Introducción al tema monográfico

Ángela Vivanco Martínez
Profesora de Derecho Constitucional y de Derecho y Bioética
Directora de Investigación
Facultad de Derecho
Pontificia Universidad Católica de Chile

 
 
     
 

 

 
     
 
 

Uno de los aspectos del Bioderecho o Biojurídica que representa mayores dificultades tanto desde su perspectiva ética como jurídica es el referido a las decisiones que se toman en torno a grupos vulnerables tales como ancianos, personas discapacitadas o menores de edad.

La razón de esta natural complejidad es que, frente a estos casos, se produce una especial tensión de criterios amparados y construidos por el Derecho como la autonomía de la voluntad y la capacidad, como asimismo de principios considerados por la Bioética como la no maleficencia y la equidad.

La tensión referida ha derivado, en la perspectiva contemporánea, en una confrontación entre los criterios de competencia y de capacidad, un énfasis en el principio del superior interés del incapaz, un examen de la relación existente entre representantes y representados y una intensa búsqueda de medidas de protección de los más débiles, todo lo cual no ha sido ajeno a Chile.
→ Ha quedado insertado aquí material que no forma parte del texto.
impl FlowDef {
    /// Creates a flow definition with the given `f.def` string.
    pub fn new(def: &str) -> Self {
        let mut flow = Self::default();
        flow.set_def(def);
        flow
    }

    /// Creates an empty picture flow definition.
    pub fn picture() -> Self {
        Self::new(PICTURE_DEF)
    }

    /// Creates a sound flow definition for a sample format tag such as `"s16"`.
    pub fn sound(format: &str) -> Self {
        Self::new(&format!("{SOUND_DEF}{format}."))
    }

    // -- generic access ----------------------------------------------------

    /// Sets an attribute, replacing any previous value.
    pub fn set(&mut self, key: &str, value: Attr) {
        self.attrs.insert(key.to_string(), value);
    }

    /// Returns an attribute.
    pub fn get(&self, key: &str) -> Option<&Attr> {
        self.attrs.get(key)
    }

    /// Removes an attribute, returning it.
    pub fn remove(&mut self, key: &str) -> Option<Attr> {
        self.attrs.remove(key)
    }

    /// Iterates attributes in key order.
    pub fn iter(&self) -> impl Iterator<Item = (&str, &Attr)> {
        self.attrs.iter().map(|(k, v)| (k.as_str(), v))
    }

    /// Reads an unsigned attribute.
    pub fn get_unsigned(&self, key: &str) -> Option<u64> {
        match self.attrs.get(key) {
            Some(Attr::Unsigned(v)) => Some(*v),
            _ => None,
        }
    }

    /// Reads a signed attribute.
    pub fn get_signed(&self, key: &str) -> Option<i64> {
        match self.attrs.get(key) {
            Some(Attr::Signed(v)) => Some(*v),
            _ => None,
        }
    }

    /// Reads a string attribute.
    pub fn get_str(&self, key: &str) -> Option<&str> {
        match self.attrs.get(key) {
            Some(Attr::Str(v)) => Some(v),
            _ => None,
        }
    }

    /// Reads a rational attribute.
    pub fn get_rational(&self, key: &str) -> Option<Rational> {
        match self.attrs.get(key) {
            Some(Attr::Rational(v)) => Some(*v),
            _ => None,
        }
    }

    /// Returns `true` when a presence flag (or a `true` boolean) is set.
    pub fn get_flag(&self, key: &str) -> bool {
        matches!(self.attrs.get(key), Some(Attr::Void | Attr::Bool(true)))
    }

    /// Sets or clears a presence flag.
    pub fn set_flag(&mut self, key: &str, on: bool) {
        if on {
            self.set(key, Attr::Void);
        } else {
            self.remove(key);
        }
    }

    fn require_unsigned(&self, key: &str) -> Result<u64, MediaError> {
        self.get_unsigned(key)
            .ok_or_else(|| MediaError::Attribute(key.to_string()))
    }

    // -- stream identity ---------------------------------------------------

    /// The `f.def` string.
    pub fn def(&self) -> Option<&str> {
        self.get_str(DEF)
    }

    /// Replaces the `f.def` string.
    pub fn set_def(&mut self, def: &str) {
        self.set(DEF, Attr::Str(def.to_string()));
    }

    /// Media kind implied by the `f.def` prefix.
    pub fn kind(&self) -> Option<MediaKind> {
        let def = self.def()?;
        if def.starts_with(PICTURE_DEF) {
            Some(MediaKind::Picture)
        } else if def.starts_with(SOUND_DEF) {
            Some(MediaKind::Sound)
        } else {
            None
        }
    }

    /// Sample format tag of a sound definition (`"sound.s16."` → `"s16"`).
    pub fn sound_format(&self) -> Option<&str> {
        let rest = self.def()?.strip_prefix(SOUND_DEF)?;
        let tag = rest.split('.').next()?;
        (!tag.is_empty()).then_some(tag)
    }

    /// Stream name, if any.
    pub fn name(&self) -> Option<&str> {
        self.get_str(NAME)
    }

    /// Sets the stream name.
    pub fn set_name(&mut self, name: &str) {
        self.set(NAME, Attr::Str(name.to_string()));
    }

    /// Advertised latency in clock ticks (zero when absent).
    pub fn latency(&self) -> u64 {
        self.get_unsigned(LATENCY).unwrap_or(0)
    }

    /// Sets the advertised latency in clock ticks.
    pub fn set_latency(&mut self, latency: u64) {
        self.set(LATENCY, Attr::Unsigned(latency));
    }

    // -- pictures ------------------------------------------------------------

    /// Picture width in pixels.
    pub fn hsize(&self) -> Result<u64, MediaError> {
        self.require_unsigned(HSIZE)
    }

    /// Sets the picture width.
    pub fn set_hsize(&mut self, hsize: u64) {
        self.set(HSIZE, Attr::Unsigned(hsize));
    }

    /// Picture height in lines.
    pub fn vsize(&self) -> Result<u64, MediaError> {
        self.require_unsigned(VSIZE)
    }

    /// Sets the picture height.
    pub fn set_vsize(&mut self, vsize: u64) {
        self.set(VSIZE, Attr::Unsigned(vsize));
    }

    /// Frame rate.
    pub fn fps(&self) -> Option<Rational> {
        self.get_rational(FPS)
    }

    /// Sets the frame rate.
    pub fn set_fps(&mut self, fps: Rational) {
        self.set(FPS, Attr::Rational(fps));
    }

    /// Sample aspect ratio.
    pub fn sar(&self) -> Option<Rational> {
        self.get_rational(SAR)
    }

    /// Sets the sample aspect ratio.
    pub fn set_sar(&mut self, sar: Rational) {
        self.set(SAR, Attr::Rational(sar));
    }

    /// Whether the pictures are progressive.
    pub fn progressive(&self) -> bool {
        self.get_flag(PROGRESSIVE)
    }

    /// Marks the pictures progressive or interlaced.
    pub fn set_progressive(&mut self, on: bool) {
        self.set_flag(PROGRESSIVE, on);
    }

    /// Whether samples use the full range.
    pub fn full_range(&self) -> bool {
        self.get_flag(FULL_RANGE)
    }

    /// Marks full-range samples.
    pub fn set_full_range(&mut self, on: bool) {
        self.set_flag(FULL_RANGE, on);
    }

    /// Colour primaries code point (ITU-T H.273).
    pub fn colour_primaries(&self) -> Option<i64> {
        self.get_signed(PRIMARIES)
    }

    /// Sets the colour primaries code point.
    pub fn set_colour_primaries(&mut self, value: i64) {
        self.set(PRIMARIES, Attr::Signed(value));
    }

    /// Transfer characteristics code point (ITU-T H.273).
    pub fn transfer_characteristics(&self) -> Option<i64> {
        self.get_signed(TRANSFER)
    }

    /// Sets the transfer characteristics code point.
    pub fn set_transfer_characteristics(&mut self, value: i64) {
        self.set(TRANSFER, Attr::Signed(value));
    }

    /// Matrix coefficients code point (ITU-T H.273).
    pub fn matrix_coefficients(&self) -> Option<i64> {
        self.get_signed(MATRIX)
    }

    /// Sets the matrix coefficients code point.
    pub fn set_matrix_coefficients(&mut self, value: i64) {
        self.set(MATRIX, Attr::Signed(value));
    }

    /// Surface type of hardware pictures (e.g. `"av.vaapi"`).
    pub fn surface_type(&self) -> Option<&str> {
        self.get_str(SURFACE)
    }

    /// Sets the surface type of hardware pictures.
    pub fn set_surface_type(&mut self, surface: &str) {
        self.set(SURFACE, Attr::Str(surface.to_string()));
    }

    /// Removes the surface type; the planes describe software pictures.
    pub fn clear_surface_type(&mut self) {
        self.remove(SURFACE);
    }

    /// Appends a picture plane.
    pub fn add_pic_plane(&mut self, plane: &PlaneLayout) {
        let i = self.get_unsigned(PLANES).unwrap_or(0);
        self.set(&format!("p.chroma[{i}]"), Attr::Str(plane.chroma.clone()));
        self.set(&format!("p.hsub[{i}]"), Attr::Unsigned(u64::from(plane.hsub)));
        self.set(&format!("p.vsub[{i}]"), Attr::Unsigned(u64::from(plane.vsub)));
        self.set(
            &format!("p.macropix[{i}]"),
            Attr::Unsigned(u64::from(plane.macropixel_size)),
        );
        self.set(PLANES, Attr::Unsigned(i + 1));
    }

    /// Removes every picture plane.
    pub fn clear_pic_planes(&mut self) {
        let n = self.get_unsigned(PLANES).unwrap_or(0);
        for i in 0..n {
            for key in ["p.chroma", "p.hsub", "p.vsub", "p.macropix"] {
                self.remove(&format!("{key}[{i}]"));
            }
        }
        self.remove(PLANES);
    }

    /// Picture planes in declaration order.
    pub fn pic_planes(&self) -> Result<Vec<PlaneLayout>, MediaError> {
        let n = self.get_unsigned(PLANES).unwrap_or(0);
        (0..n)
            .map(|i| {
                let chroma_key = format!("p.chroma[{i}]");
                let chroma = self
                    .get_str(&chroma_key)
                    .ok_or(MediaError::Attribute(chroma_key))?;
                let small = |key: String| -> Result<u8, MediaError> {
                    let v = self.require_unsigned(&key)?;
                    u8::try_from(v).map_err(|_| MediaError::Attribute(key))
                };
                Ok(PlaneLayout {
                    chroma: chroma.to_string(),
                    hsub: small(format!("p.hsub[{i}]"))?,
                    vsub: small(format!("p.vsub[{i}]"))?,
                    macropixel_size: small(format!("p.macropix[{i}]"))?,
                })
            })
            .collect()
    }

    // -- sound ---------------------------------------------------------------

    /// Number of channels.
    pub fn channels(&self) -> Result<u64, MediaError> {
        self.require_unsigned(CHANNELS)
    }

    /// Sets the number of channels.
    pub fn set_channels(&mut self, channels: u64) {
        self.set(CHANNELS, Attr::Unsigned(channels));
    }

    /// Sample rate in Hz.
    pub fn rate(&self) -> Result<u64, MediaError> {
        self.require_unsigned(RATE)
    }

    /// Sets the sample rate.
    pub fn set_rate(&mut self, rate: u64) {
        self.set(RATE, Attr::Unsigned(rate));
    }

    /// Bytes per sample in one plane.
    pub fn sample_size(&self) -> Result<u64, MediaError> {
        self.require_unsigned(SAMPLE_SIZE)
    }

    /// Sets the bytes per sample in one plane.
    pub fn set_sample_size(&mut self, size: u64) {
        self.set(SAMPLE_SIZE, Attr::Unsigned(size));
    }

    /// Appends a sound plane (one channel name, or all names when packed).
    pub fn add_sound_plane(&mut self, name: &str) {
        let i = self.get_unsigned(SOUND_PLANES).unwrap_or(0);
        self.set(&format!("s.channel[{i}]"), Attr::Str(name.to_string()));
        self.set(SOUND_PLANES, Attr::Unsigned(i + 1));
    }

    /// Sound plane names in declaration order.
    pub fn sound_planes(&self) -> Result<Vec<String>, MediaError> {
        let n = self.get_unsigned(SOUND_PLANES).unwrap_or(0);
        (0..n)
            .map(|i| {
                let key = format!("s.channel[{i}]");
                self.get_str(&key)
                    .map(str::to_string)
                    .ok_or(MediaError::Attribute(key))
            })
            .collect()
    }

    /// Removes every sound plane.
    pub fn clear_sound_planes(&mut self) {
        let n = self.get_unsigned(SOUND_PLANES).unwrap_or(0);
        for i in 0..n {
            self.remove(&format!("s.channel[{i}]"));
        }
        self.remove(SOUND_PLANES);
    }
}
En las Conferencias de Bioética y Derecho que recogemos en este número 16 de Ars Medica se ha tratado en lo específico la situación de los niños y de los adolescentes ante la Bioética y el Derecho, habiéndose recibido ricos aportes tanto en la perspectiva comparada como nacional.

Consideramos que la mirada de los autores que hoy incluimos ha tenido el gran mérito de ir más allá de los eventuales conflictos reseñados, ofreciendo más bien atractivas soluciones para el tratamiento y búsqueda de un trato digno para los menores de edad, el respeto por las familias y la tutela de las situaciones de extremo desamparo como el caso de los menores con discapacidad intelectual.

Esperamos en ese sentido aportar a un tema novedoso en su contenido y especialmente desafiante, ya que en los niños y jóvenes se encuentran los auténticos desafíos para toda nuestra sociedad, demostrando cómo nuestros principios y nuestro ordenamiento enfrentan el futuro de nuestra sociedad y nuestra cultura cristiana occidental.